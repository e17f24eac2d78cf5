//! Pipeline assembly and lifecycle.
//!
//! `start` wires source -> chunker -> segmenter -> recognizer -> parser ->
//! emitter and hands back an [`AppHandle`] that owns every task. Shutdown
//! quiesces the source first so the stages drain in order.

use std::path::PathBuf;
use std::sync::Arc;

use tokio::sync::{broadcast, mpsc, oneshot};
use tokio::task::JoinHandle;
use tracing::info;

use tempovox_audio::{
    CaptureThread, ChunkerConfig, FrameReader, HopChunker, HopFrame, PlaybackMode,
    ResamplerQuality, SampleRing, WavReplay,
};
use tempovox_grammar::Intent;
use tempovox_kws::{KwsEngine, Recognition, TemplateBank, HOP_SIZE_SAMPLES, SAMPLE_RATE_HZ};
use tempovox_telemetry::PipelineMetrics;

use crate::config::AppConfig;
use crate::control::ControlRequest;
use crate::pipeline::{CommandEmitter, KwsStage, ParserStage, SpeechSegmenter, UtteranceAudio};

/// Capture ring size in samples, about four seconds at 16 kHz.
const CAPTURE_RING_SAMPLES: usize = 16384 * 4;

/// Where samples come from.
#[derive(Debug, Clone)]
pub enum AudioSourceConfig {
    /// Live capture, optionally pinned to a named input device.
    Microphone { device: Option<String> },
    /// Replay a recording through the same conditioning path.
    WavFile { path: PathBuf, mode: PlaybackMode },
}

#[derive(Debug, Clone)]
pub struct AppRuntimeOptions {
    pub source: AudioSourceConfig,
    pub resampler_quality: ResamplerQuality,
    pub config: AppConfig,
    pub bank: TemplateBank,
}

enum SourceHandle {
    Capture(CaptureThread),
    Replay(JoinHandle<()>),
}

/// Handle to the running pipeline.
pub struct AppHandle {
    pub metrics: Arc<PipelineMetrics>,
    pub control_tx: mpsc::Sender<ControlRequest>,
    source: SourceHandle,
    chunker_handle: JoinHandle<()>,
    segmenter_handle: JoinHandle<()>,
    kws_handle: JoinHandle<()>,
    parser_handle: JoinHandle<()>,
    emitter_handle: JoinHandle<()>,
    replay_done: Option<oneshot::Receiver<()>>,
}

impl AppHandle {
    /// Fires once when a WAV source has streamed its last sample. `None`
    /// for live capture, and on the second call.
    pub fn take_replay_done(&mut self) -> Option<oneshot::Receiver<()>> {
        self.replay_done.take()
    }

    /// Stops the source, then tears the stages down and waits for them.
    pub async fn shutdown(self) {
        info!("shutting down pipeline");

        match self.source {
            SourceHandle::Capture(capture) => capture.stop(),
            SourceHandle::Replay(handle) => handle.abort(),
        }

        self.chunker_handle.abort();
        self.segmenter_handle.abort();
        self.kws_handle.abort();
        self.parser_handle.abort();
        self.emitter_handle.abort();

        let _ = self.chunker_handle.await;
        let _ = self.segmenter_handle.await;
        let _ = self.kws_handle.await;
        let _ = self.parser_handle.await;
        let _ = self.emitter_handle.await;

        info!("pipeline shutdown complete");
    }
}

/// Starts the pipeline with the given options.
pub async fn start(
    opts: AppRuntimeOptions,
) -> Result<AppHandle, Box<dyn std::error::Error + Send + Sync>> {
    let metrics = Arc::new(PipelineMetrics::default());

    let (producer, consumer) = SampleRing::new(CAPTURE_RING_SAMPLES).split();

    // 1) Source. Either way the samples land in the same ring.
    let mut replay_done = None;
    let (source, device_cfg, device_cfg_rx) = match opts.source {
        AudioSourceConfig::Microphone { device } => {
            let (capture, cfg, cfg_rx) = CaptureThread::spawn(producer, device)?;
            (SourceHandle::Capture(capture), cfg, Some(cfg_rx))
        }
        AudioSourceConfig::WavFile { path, mode } => {
            let replay = WavReplay::open(&path, mode)?;
            let cfg = replay.device_config();
            let (done_tx, done_rx) = oneshot::channel();
            replay_done = Some(done_rx);
            let mut producer = producer;
            let handle = tokio::spawn(async move {
                replay.stream_to_ring(&mut producer).await;
                let _ = done_tx.send(());
            });
            (SourceHandle::Replay(handle), cfg, None)
        }
    };
    info!(
        sample_rate = device_cfg.sample_rate,
        channels = device_cfg.channels,
        "audio source started"
    );

    // 2) Chunker re-frames onto the shared 10 ms hop grid.
    let frame_reader = FrameReader::new(consumer, device_cfg.sample_rate, device_cfg.channels);
    let chunker_cfg = ChunkerConfig {
        hop_size_samples: HOP_SIZE_SAMPLES,
        sample_rate_hz: SAMPLE_RATE_HZ,
        resampler_quality: opts.resampler_quality,
    };
    let (hop_tx, _) = broadcast::channel::<HopFrame>(200);
    let mut chunker =
        HopChunker::new(frame_reader, hop_tx.clone(), chunker_cfg).with_metrics(metrics.clone());
    if let Some(cfg_rx) = device_cfg_rx {
        chunker = chunker.with_device_config(cfg_rx);
    }
    let chunker_handle = chunker.spawn();

    // 3) Segmenter turns hops into whole utterances.
    let (utterance_tx, _) = broadcast::channel::<UtteranceAudio>(8);
    let segmenter_handle = SpeechSegmenter::spawn(
        opts.config.vad.clone(),
        hop_tx.subscribe(),
        utterance_tx.clone(),
        Some(metrics.clone()),
    );

    // 4) Recognizer, with the console control channel beside it.
    let (control_tx, control_rx) = mpsc::channel::<ControlRequest>(16);
    let (recognition_tx, recognition_rx) = mpsc::channel::<Recognition>(64);
    let engine = KwsEngine::with_bank(opts.config.kws.clone(), opts.bank);
    let kws_handle = KwsStage::spawn(
        engine,
        utterance_tx.subscribe(),
        control_rx,
        recognition_tx,
        Some(metrics.clone()),
    );

    // 5) Grammar and command output.
    let (intent_tx, intent_rx) = mpsc::channel::<Intent>(64);
    let parser_handle = ParserStage::spawn(opts.config.parser.clone(), recognition_rx, intent_tx);
    let emitter_handle = CommandEmitter::spawn(intent_rx, Some(metrics.clone()));

    info!("pipeline started");

    Ok(AppHandle {
        metrics,
        control_tx,
        source,
        chunker_handle,
        segmenter_handle,
        kws_handle,
        parser_handle,
        emitter_handle,
        replay_done,
    })
}
use tempovox_audio::DeviceManager;

fn main() -> Result<(), Box<dyn std::error::Error>> {
    let manager = DeviceManager::new()?;

    println!("Input devices (host: {:?}):", manager.host_id());
    let devices = manager.enumerate_devices();
    if devices.is_empty() {
        println!("  (none found)");
        return Ok(());
    }
    for device in &devices {
        let marker = if device.is_default { "  * " } else { "  - " };
        println!("{marker}{}", device.name);
    }

    println!();
    println!("Capture tries these in order when no device is named:");
    for name in manager.candidate_device_names() {
        println!("  {name}");
    }
    Ok(())
}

□ □ □ □

- _Exercise objective_
Going through the listing above, copy out every line that has the string "KwsStage".

- _Answer_
use crate::pipeline::{CommandEmitter, KwsStage, ParserStage, SpeechSegmenter, UtteranceAudio};
    let kws_handle = KwsStage::spawn(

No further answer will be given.